As if there’s been no shortage of drama to distract us from...everything else, Lana Del Rey swooped in this week to take her share of the attention. In a lengthy notes app-style screed announcing the release of her new album this fall, Lana fired from the hip at her critics and a number of successful, largely women-of-color artists. She’s walked it back a bit, after reminding us that pop stars are often best at music and don’t always mirror the values their fans like to project onto them. At any rate, this week brings great albums from a different verbose pop-rock troublemaker, one of the best artists in punk, another round of Carly Rae Jepsen extras, and more.

The 1975 — Notes on a Conditional Form

An album that’s arriving nearly a year after its intended release date, multiple delays, and eight singles later, Notes on a Conditional Form is undoubtedly the most 1975 record thus far. Much has been made about the shaggy tracklist, with its 22 songs and 80 minute runtime, but the band’s leaning furthest into their quintessential tendencies. These are incredibly well-produced pop-rock songs, spanning from exuberant Britpop (“Me and You Together Song”) to sparse folk arrangements and glitchy instrumental interludes. Not everything lands, and you kind of wouldn’t want it any other way with these guys. I love this band, even if they’re inherently ridiculous and annoying in some of the exact ways their harshest critics might argue. Taste is taste, and the polarizing mid-career double album is eternal.

Jeff Rosenstock — NO DREAM

On the flipside there’s Jeff Rosenstock, who’s now made a habit of surprise releases at the best possible time. The last proper full length we heard from him, POST-, fired a powerful starting gun on the first day of 2018. Earlier this week, he returned with NO DREAM, another absolute slapper of a punk record for channeling well-aimed rage toward modernity’s failures and communal spirit. Since 2016’s WORRY, which felt like a prophetic guiding light in the leadup and aftermath of that year’s election, Rosenstock has become one of the greatest chroniclers of charged-up powerlessness. If “Scram!” and “***BNB” don’t make you get a little misty-eyed thinking about a summer without tours and pits, then we are not the same.

Carly Rae Jepsen — Dedicated Side B

The writing sessions leading up to Carly Rae Jespsen’s Dedicated birthed nearly 200 songs. 200! It’s hard to imagine the challenge in narrowing those down to one album. What if you pick the wrong ones, or leave a few classics on the cutting room floor? Well, for the second time, Jepsen’s not taking any chances and releasing some of the leftovers on a brand new, surprise collection. Dedicated Side B already has a few highlights to rival anything on side A and her best work, including “This Love Isn’t Crazy” and “This Is What They Say.” Infectious, exuberant feelings-first pop per usual.

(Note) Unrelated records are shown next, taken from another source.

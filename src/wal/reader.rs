use std::fs;
use std::path::Path;

use tracing::warn;

use crate::error::{Error, Result};
use crate::wal::RecoveryMode;
use crate::wal::record::LogRecord;

/// Reads log records from a file for recovery.
///
/// Loads the entire file into memory, then iterates record by record.
pub struct WALReader {
    data: Vec<u8>,
}

impl WALReader {
    /// Open a log file for reading.
    pub fn new(path: &Path) -> Result<Self> {
        let data = fs::read(path)?;
        Ok(WALReader { data })
    }

    /// Read from an in-memory copy of a log.
    pub fn from_bytes(data: Vec<u8>) -> Self {
        WALReader { data }
    }

    /// Create an iterator over the records in the log.
    pub fn iter(&self) -> WALIterator<'_> {
        WALIterator::new(&self.data)
    }

    /// Decode every record, applying `mode` to a bad record.
    pub fn replay(&self, mode: RecoveryMode) -> Result<Replay> {
        replay(&self.data, mode)
    }
}

/// Outcome of decoding a whole log.
#[derive(Debug, Default)]
pub struct Replay {
    /// Records in append order.
    pub records: Vec<LogRecord>,
    /// Length of the prefix made of well-formed records.
    pub valid_len: u64,
    /// Bytes after `valid_len` that were dropped. Always zero in strict mode.
    pub discarded: u64,
}

/// Decode every record in `data`.
///
/// In [`RecoveryMode::Strict`] the first malformed record fails the whole
/// replay. In [`RecoveryMode::TruncateTail`] decoding stops there and the
/// valid prefix is returned.
pub fn replay(data: &[u8], mode: RecoveryMode) -> Result<Replay> {
    let mut iter = WALIterator::new(data);
    let mut records = Vec::new();

    for item in iter.by_ref() {
        match item {
            Ok(record) => records.push(record),
            Err(err) => match mode {
                RecoveryMode::Strict => return Err(err),
                RecoveryMode::TruncateTail => {
                    warn!(error = %err, "discarding log tail after malformed record");
                    break;
                }
            },
        }
    }

    let valid_len = iter.offset() as u64;
    Ok(Replay {
        records,
        valid_len,
        discarded: data.len() as u64 - valid_len,
    })
}

/// Iterator over log records.
///
/// Yields records until EOF. At the first malformed record it yields one
/// `Error::Corruption` carrying the record's offset, then stops: appends
/// are sequential, so nothing after a bad frame can be trusted.
pub struct WALIterator<'a> {
    data: &'a [u8],
    offset: usize,
    failed: bool,
}

impl<'a> WALIterator<'a> {
    pub fn new(data: &'a [u8]) -> Self {
        WALIterator {
            data,
            offset: 0,
            failed: false,
        }
    }

    /// Byte offset just past the last record yielded successfully.
    pub fn offset(&self) -> usize {
        self.offset
    }
}

impl<'a> Iterator for WALIterator<'a> {
    type Item = Result<LogRecord>;

    fn next(&mut self) -> Option<Self::Item> {
        if self.failed || self.offset >= self.data.len() {
            return None;
        }

        match LogRecord::decode(&self.data[self.offset..]) {
            Ok((record, size)) => {
                self.offset += size;
                Some(Ok(record))
            }
            Err(source) => {
                self.failed = true;
                Some(Err(Error::Corruption {
                    offset: self.offset as u64,
                    source,
                }))
            }
        }
    }
}
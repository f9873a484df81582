use parking_lot::Mutex;
use tracing::debug;

use crate::error::Result;
use crate::wal::reader::replay;
use crate::wal::record::LogRecord;
use crate::wal::{Log, RecoveryMode};

/// A [`Log`] kept in memory, using the same framing as the file log.
///
/// Nothing survives the process; useful for embedding and tests.
#[derive(Debug, Default)]
pub struct MemoryLog {
    buf: Mutex<Vec<u8>>,
    recovery: RecoveryMode,
}

impl MemoryLog {
    pub fn new() -> Self {
        Self::default()
    }

    /// Start from previously encoded frames.
    pub fn from_bytes(bytes: Vec<u8>, recovery: RecoveryMode) -> Self {
        MemoryLog {
            buf: Mutex::new(bytes),
            recovery,
        }
    }

    /// Copy of the encoded log.
    pub fn to_bytes(&self) -> Vec<u8> {
        self.buf.lock().clone()
    }

    pub fn len_bytes(&self) -> usize {
        self.buf.lock().len()
    }
}

impl Log for MemoryLog {
    fn append(&self, record: &LogRecord) -> Result<()> {
        record.encode_into(&mut self.buf.lock());
        Ok(())
    }

    fn read_all(&self) -> Result<Vec<LogRecord>> {
        let mut buf = self.buf.lock();
        let replay = replay(&buf, self.recovery)?;
        buf.truncate(replay.valid_len as usize);
        debug!(records = replay.records.len(), "read in-memory log");
        Ok(replay.records)
    }

    fn close(self) -> Result<()> {
        Ok(())
    }
}
use std::collections::HashMap;

use crossbeam_channel::{Receiver, Sender, TrySendError, bounded};
use tracing::trace;

use crate::types::Key;
use crate::watch::WatchEvent;

/// One pending watcher.
#[derive(Debug)]
struct WatchSlot {
    id: u64,
    sender: Sender<WatchEvent>,
}

/// Pending one-shot watchers, grouped by key.
///
/// A key has an entry only while at least one slot is pending on it.
/// Not synchronized on its own: the store keeps it behind the same lock
/// as the state so registration and firing never race.
#[derive(Debug, Default)]
pub struct WatchRegistry {
    slots: HashMap<Key, Vec<WatchSlot>>,
    next_id: u64,
}

impl WatchRegistry {
    pub fn new() -> Self {
        Self::default()
    }

    /// Add a slot under `key`. Returns its id and the receiving end of a
    /// one-value channel.
    pub fn register(&mut self, key: &str) -> (u64, Receiver<WatchEvent>) {
        self.next_id += 1;
        let id = self.next_id;

        // Capacity 1 so firing never waits on the receiver.
        let (sender, receiver) = bounded(1);
        self.slots
            .entry(key.to_owned())
            .or_default()
            .push(WatchSlot { id, sender });

        trace!(watcher_id = id, key, "watcher registered");
        (id, receiver)
    }

    /// Deliver `event` to every slot pending on its key and drop them all.
    ///
    /// Returns the number of slots that were pending.
    pub fn fire(&mut self, event: &WatchEvent) -> usize {
        let Some(slots) = self.slots.remove(&event.key) else {
            return 0;
        };

        for slot in &slots {
            match slot.sender.try_send(event.clone()) {
                Ok(()) => {}
                // Waiter gave up and dropped its handle.
                Err(TrySendError::Disconnected(_)) => {
                    trace!(watcher_id = slot.id, key = %event.key, "watcher already gone");
                }
                // Unreachable for a fresh slot; never wait here either way.
                Err(TrySendError::Full(_)) => {}
            }
        }

        trace!(key = %event.key, kind = ?event.kind, watchers = slots.len(), "watchers fired");
        slots.len()
    }

    /// Remove the slot `id` under `key` if it is still pending.
    pub fn deregister(&mut self, key: &str, id: u64) -> bool {
        let Some(slots) = self.slots.get_mut(key) else {
            return false;
        };

        let before = slots.len();
        slots.retain(|slot| slot.id != id);
        let removed = slots.len() != before;

        if slots.is_empty() {
            self.slots.remove(key);
        }
        removed
    }

    /// Number of pending slots on `key`.
    pub fn watcher_count(&self, key: &str) -> usize {
        self.slots.get(key).map_or(0, Vec::len)
    }

    /// Number of keys with at least one pending slot.
    pub fn watched_key_count(&self) -> usize {
        self.slots.len()
    }
}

Woods — Strange to Explain

The veteran psych-folk band Woods is coming off a remarkably difficult year. After Jeremy Earl and Jarvis Taveniere were recruited out-of-the-blue to record David Berman’s comeback album as Purple Mountains, Taveniere was preparing to tour those songs with Berman. Four days into rehearsal, he came back from a tour shopping trip to discover that the legendary songwriter and poet had died by suicide. The band details their grief and how it led them to finish Strange to Explain in a great new interview with the New York Times. Their new album was written and recorded before Berman’s death, so there aren’t any direct references to last year’s events, but it can color the way you hear these lush, understated songs.

GunnaWunna

Are you really not gonna listen to an album with a cover like this and an acronym like this? (It’s really good.)